This is just a tiny stub of the huge variety of recipes included in Anabolic Cooking, there are also more chapters on Soups, Salads and Desserts.
Given the wide range of possible end users, Anabolic Cooking contains two distinct parts on muscle building and fat loss respectively. The first is called Lean Muscle Mass Plans and is geared towards being in a positive anabolic state for muscle building.
General guidelines advocate for a high calorie consumption with an emphasis on building lean muscle, with indications on how many calories and what recipes to stick to.
Conversely, the Optimal Fat Loss Meal Plans is focused on a low calorie intake, or rather a calorie deficit, but with clear indications as to what nutrients consume so as to get rid of fat gradually and naturally without loss of lean muscle.
The book tells you exactly the specifics, calories and foods, including fats. You need fats too when burning your own fat storage.
There is also a Quick Start Diet to get you started faster without going through the main course. It is a broken down version of the main manual with all information necessary for a good start.

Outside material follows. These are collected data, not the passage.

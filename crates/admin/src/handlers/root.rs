//! Root route handler.

use axum::response::Redirect;

/// Handler for GET /
pub async fn root_redirect() -> Redirect {
    Redirect::to("/products")
}
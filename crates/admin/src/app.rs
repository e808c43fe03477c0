use axum::{
    extract::DefaultBodyLimit,
    http::StatusCode,
    routing::{get, post},
    Router,
};
use tower_http::{services::ServeDir, timeout::TimeoutLayer, trace::TraceLayer};

use shopme_core::media::IMAGE_URL_PREFIX;

use crate::{
    handlers::{categories, products, root::root_redirect},
    state::AppState,
};

/// Create the application router with all routes and middleware.
pub fn create_app(state: AppState) -> Router {
    let config = state.config.clone();

    let product_routes = Router::new()
        .route("/", get(products::list_products))
        .route("/new", get(products::new_product))
        .route("/save", post(products::save_product))
        .route("/edit/{id}", get(products::edit_product))
        .route("/delete/{id}", get(products::delete_product))
        .route("/{id}/enabled/{status}", get(products::update_enabled_status));

    let category_routes = Router::new()
        .route("/", get(categories::list_first_page))
        .route("/page/{page}", get(categories::list_by_page))
        .route("/{id}/enabled/{status}", get(categories::update_enabled_status))
        .route("/check_unique", post(categories::check_unique));

    Router::new()
        .route("/", get(root_redirect))
        .nest("/products", product_routes)
        .nest("/categories", category_routes)
        .nest_service(
            IMAGE_URL_PREFIX,
            ServeDir::new(&config.product_images_dir),
        )
        .layer(DefaultBodyLimit::max(config.max_upload_bytes))
        .layer(TraceLayer::new_for_http())
        .layer(TimeoutLayer::with_status_code(
            StatusCode::REQUEST_TIMEOUT,
            config.request_timeout(),
        ))
        .with_state(state)
}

Another chapter is dedicated to specifically to muscle building. It is called The Ultimate Muscle Meal Guide with information on the right parts of macro nutrients you must put into your meals for optimal muscle growth, relatively to your body type, of course.
There is also a chapter on supplements. We have a kind of aversion to supplements as we believe you can get excellent results without anyway. However, Dave Ruel makes a clear distinction between which ones are worth your money and which ones are a waste of it.
Finally, there is a Nutritional And Training Log to help you keep on track.